Tally the lines of the records below that include the word "hello", and write down only that tally.

━━━ Data records

//! Visible-width measurement for styled strings.
//!
//! Styled output carries SGR sequences, hyperlinks (OSC 8) and the odd
//! cursor movement, none of which occupy a column. Measuring the raw string
//! would over-count and break every box border and soft-wrap calculation.

use std::borrow::Cow;
use unicode_width::UnicodeWidthStr;

const ESC: u8 = 0x1B;

/// Remove ANSI escape sequences (CSI, OSC, DCS and two-byte escapes).
///
/// Returns `Cow::Borrowed` when the input contains no escape byte.
pub fn strip(s: &str) -> Cow<'_, str> {
    if !s.as_bytes().contains(&ESC) {
        return Cow::Borrowed(s);
    }
    Cow::Owned(strip_ansi_escapes::strip_str(s))
}

/// Number of terminal columns `s` occupies once escape sequences are removed.
///
/// A string made only of escape sequences has width 0.
pub fn visible_width(s: &str) -> usize {
    UnicodeWidthStr::width(strip(s).as_ref())
}

/// Right-pad `s` with spaces until its visible width reaches `width`.
///
/// Strings already at or beyond `width` are returned unchanged.
pub fn pad_end(s: &str, width: usize) -> String {
    let fill = width.saturating_sub(visible_width(s));
    let mut out = String::with_capacity(s.len() + fill);
    out.push_str(s);
    out.extend(std::iter::repeat(' ').take(fill));
    out
}

/// Physical rows a single logical line occupies at `columns` width.
///
/// An empty line still takes one row; a line exactly `columns` wide does not
/// spill onto a second row.
pub fn rows_for(line: &str, columns: u16) -> usize {
    if columns == 0 {
        return 1;
    }
    visible_width(line).div_ceil(usize::from(columns)).max(1)
}

#[cfg(test)]
mod tests {
    use super::*;

    #[test]
    fn test_plain_text_borrows() {
        assert!(matches!(strip("hello"), Cow::Borrowed(_)));
        assert_eq!(visible_width("hello"), 5);
    }

    #[test]
    fn test_sgr_sequences() {
        assert_eq!(visible_width("\x1b[31mred\x1b[0m"), 3);
        assert_eq!(visible_width("\x1b[38;5;196mred\x1b[39m"), 3);
        assert_eq!(visible_width("\x1b[38;2;255;0;0mred\x1b[0m"), 3);
        assert_eq!(visible_width("\x1b[1m\x1b[2mbold dim\x1b[22m"), 8);
    }

    #[test]
    fn test_cursor_sequences() {
        assert_eq!(visible_width("\x1b[999D\x1b[Jtext"), 4);
        assert_eq!(visible_width("\x1b[3A\x1b[Gx"), 1);
    }

    #[test]
    fn test_osc_terminators() {
        assert_eq!(
            visible_width("\x1b]8;;https://example.com\x07link\x1b]8;;\x07"),
            4
        );
        assert_eq!(visible_width("\x1b]0;title\x1b\\text"), 4);
    }

    #[test]
    fn test_matches_manual_strip() {
        let cases = [
            ("\x1b[2m│\x1b[22m  value", "│  value"),
            ("\x1b[7mv\x1b[27malue", "value"),
            ("a\x1b[36mb\x1b[39mc", "abc"),
            ("\x1b]8;;file:///tmp\x07tmp\x1b]8;;\x07 dir", "tmp dir"),
        ];
        for (styled, plain) in cases {
            assert_eq!(strip(styled), plain);
            assert_eq!(visible_width(styled), plain.chars().count());
        }
    }

    #[test]
    fn test_escape_only_string() {
        let s = "\x1b[31m\x1b[0m";
        assert!(!s.is_empty());
        assert_eq!(visible_width(s), 0);
    }

    #[test]
    fn test_wide_characters() {
        assert_eq!(visible_width("日本"), 4);
        assert_eq!(visible_width("\x1b[31m日本\x1b[0m"), 4);
    }

    #[test]
    fn test_pad_end() {
        assert_eq!(pad_end("ab", 5), "ab   ");
        assert_eq!(pad_end("\x1b[2mab\x1b[22m", 4), "\x1b[2mab\x1b[22m  ");
        assert_eq!(pad_end("abcdef", 3), "abcdef");
    }

    #[test]
    fn test_rows_for() {
        assert_eq!(rows_for("", 80), 1);
        assert_eq!(rows_for("abc", 80), 1);
        assert_eq!(rows_for(&"x".repeat(80), 80), 1);
        assert_eq!(rows_for(&"x".repeat(81), 80), 2);
        assert_eq!(rows_for(&format!("\x1b[31m{}\x1b[0m", "x".repeat(20)), 10), 2);
        assert_eq!(rows_for("abc", 0), 1);
    }
}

━━━━━━

* _Result_
2